WASHINGTON (AFP) - Investigators are pursuing other "persons of interest" possibly linked to the deadly Boston Marathon bombings, US lawmakers said on Sunday.
"There are still persons of interest in the United States that the FBI would like to have conversations with," House Intelligence Committee Chairman Mike Rogers told ABC's This Week. The Michigan Republican declined to indicate how many such people were on the radar of authorities.
Dutch Ruppersberger, the top Democrat on the panel, said investigators were scouring telephone logs that took place before and after the April 15 twin blasts that killed three people and wounded more than 260.
Authorities have identified two brothers - Tamerlan and Dzokhar Tsarnaev - as the suspects. Tamerlan died during a shootout with police days after the attacks, but his 19-year-old brother was captured alive and is being held at a federal prison medical center outside Boston.
Representative Michael McCaul, head of the House Homeland Security Committee, said the suspects likely got training from violent extremists, considering the "level of sophistication" of the device used for the attack.
Investigators are said to believe the Tsarnaevs' pressure-cooker bombs were likely detonated by long-range remote controls.
Mr McCaul also stressed that pressure-cooker bombs were a "signature device" used in Pakistan and Afghanistan.
In addition, "the way they handled these devices and the trade craft leads me to believe that there was a trainer," he said on Fox News Sunday.
"And the question is, where is that trainer or trainers? Are they overseas in the Chechen region or are they in the United States?" The lawmakers' comments came as US media reported that Russian authorities secretly wiretapped the mother of the brothers, Zubeidat Tsarnaeva, and recorded her discussing jihad in vague terms during a 2011 telephone conversation with Tamerlan.
Even though the conversation took place two years ago, the Russians only turned over the information to their US counterparts in recent days, according to the reports.

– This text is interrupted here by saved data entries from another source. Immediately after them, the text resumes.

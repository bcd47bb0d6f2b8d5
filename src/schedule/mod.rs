pub(crate) mod model;
pub(crate) mod sampler;
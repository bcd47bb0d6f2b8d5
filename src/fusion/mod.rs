pub(crate) mod context;
pub(crate) mod encoder;
pub(crate) mod pipeline;
pub(crate) mod settings;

The investigation has also focused on a mysterious man named Misha who is said to have influenced Tamerlan and possibly encouraged him to go down a radical path.

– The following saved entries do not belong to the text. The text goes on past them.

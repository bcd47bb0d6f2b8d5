use crate::geometry::bezier::bezier;
use crate::parse::ast::CurveGeometry;

/// Easing used to map a curve's local progress.
#[derive(Clone, Debug, PartialEq)]
pub enum Easing {
    /// Progress is used as-is.
    Linear,
    /// Bezier over the full control polygon, pinned to `0` and `1` at its ends.
    Bezier(Vec<f64>),
}

impl Easing {
    /// Easing for a parsed curve geometry; interior control points get the `0`/`1` ends.
    pub fn from_geometry(geometry: &CurveGeometry) -> Self {
        match geometry {
            CurveGeometry::Linear => Self::Linear,
            CurveGeometry::Bezier { control_points } => {
                let mut points = Vec::with_capacity(control_points.len() + 2);
                points.push(0.0);
                points.extend_from_slice(control_points);
                points.push(1.0);
                Self::Bezier(points)
            }
        }
    }

    /// Apply this easing to normalized progress `t` in `[0, 1]`.
    pub fn apply(&self, t: f64) -> f64 {
        let t = t.clamp(0.0, 1.0);
        match self {
            Self::Linear => t,
            Self::Bezier(points) => bezier(t, points).unwrap_or(t),
        }
    }
}

#[cfg(test)]
#[path = "../../tests/unit/geometry/ease.rs"]
mod tests;
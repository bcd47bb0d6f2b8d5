pub(crate) mod bezier;
pub(crate) mod ease;
pub(crate) mod linear;
pub(crate) mod spherical;

use crate::foundation::core::CondVector;

/// Vector-combination strategy used by fuse and curve nodes.
#[derive(Clone, Copy, Debug, Default, PartialEq)]
pub enum Geometry {
    /// Affine blend.
    #[default]
    Linear,
    /// Great-circle rotation mixed with the affine blend by `scale` in `(0, 1]`.
    Spherical {
        /// `0` is linear, `1` is full rotation.
        scale: f64,
    },
}

impl Geometry {
    /// Linear when `scale` is zero, spherical otherwise.
    pub fn from_scale(scale: f64) -> Self {
        if scale == 0.0 {
            Self::Linear
        } else {
            Self::Spherical { scale }
        }
    }

    /// Blend `a` toward `b` by `t`.
    ///
    /// `t == 0` and `t == 1` return the matching endpoint without touching rotation math.
    pub fn blend(
        self,
        t: f64,
        a: &CondVector,
        b: &CondVector,
        anchor: Option<&CondVector>,
    ) -> CondVector {
        if t == 0.0 {
            return a.clone();
        }
        if t == 1.0 {
            return b.clone();
        }
        match self {
            Self::Linear => CondVector(linear::linear(t, a.as_slice(), b.as_slice())),
            Self::Spherical { scale } => CondVector(spherical::spherical(
                t,
                a.as_slice(),
                b.as_slice(),
                anchor.map(CondVector::as_slice),
                scale,
            )),
        }
    }
}

#[cfg(test)]
#[path = "../../tests/unit/geometry/mod.rs"]
mod tests;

Both the CIA and the FBI flagged Tamerlan over possible terror ties after Russian officials contacted the US agencies in 2011.
Reports said Russian authorities had also alerted their US counterparts about concerns that his mother was a religious extremist, and that she was added along with her older son to a terror watchlist.
Still, Rogers said Moscow has more information that would be "incredibly helpful." "There's a cultural problem there between where the Russians are and our folks," he said. "I believe that they have information, and had more information."
Democratic Representative Adam Schiff claimed the Russians were not disclosing everything they know - especially in regards to the mother.
"There's got to be a basis for why they went up on her electronically or why they went up on one of her affiliates or associates," he said on CNN's State of the Union. "We don't know that. We haven't received that information from the Russians," he added. "I think they do know more than they're telling us."
Attention also turned to why US authorities failed to connect the dots and prevent the attacks - considering what they knew at the time, and in the wake of the lessons thought to have been learned from the intelligence failures leading up to the Sept 11, 2001 attacks.
Republican Senator Lindsey Graham, for one, told CBS's Face The Nation that "we're going to have to up our game."
"It's a failure to share information and missing obvious warning signs," he said.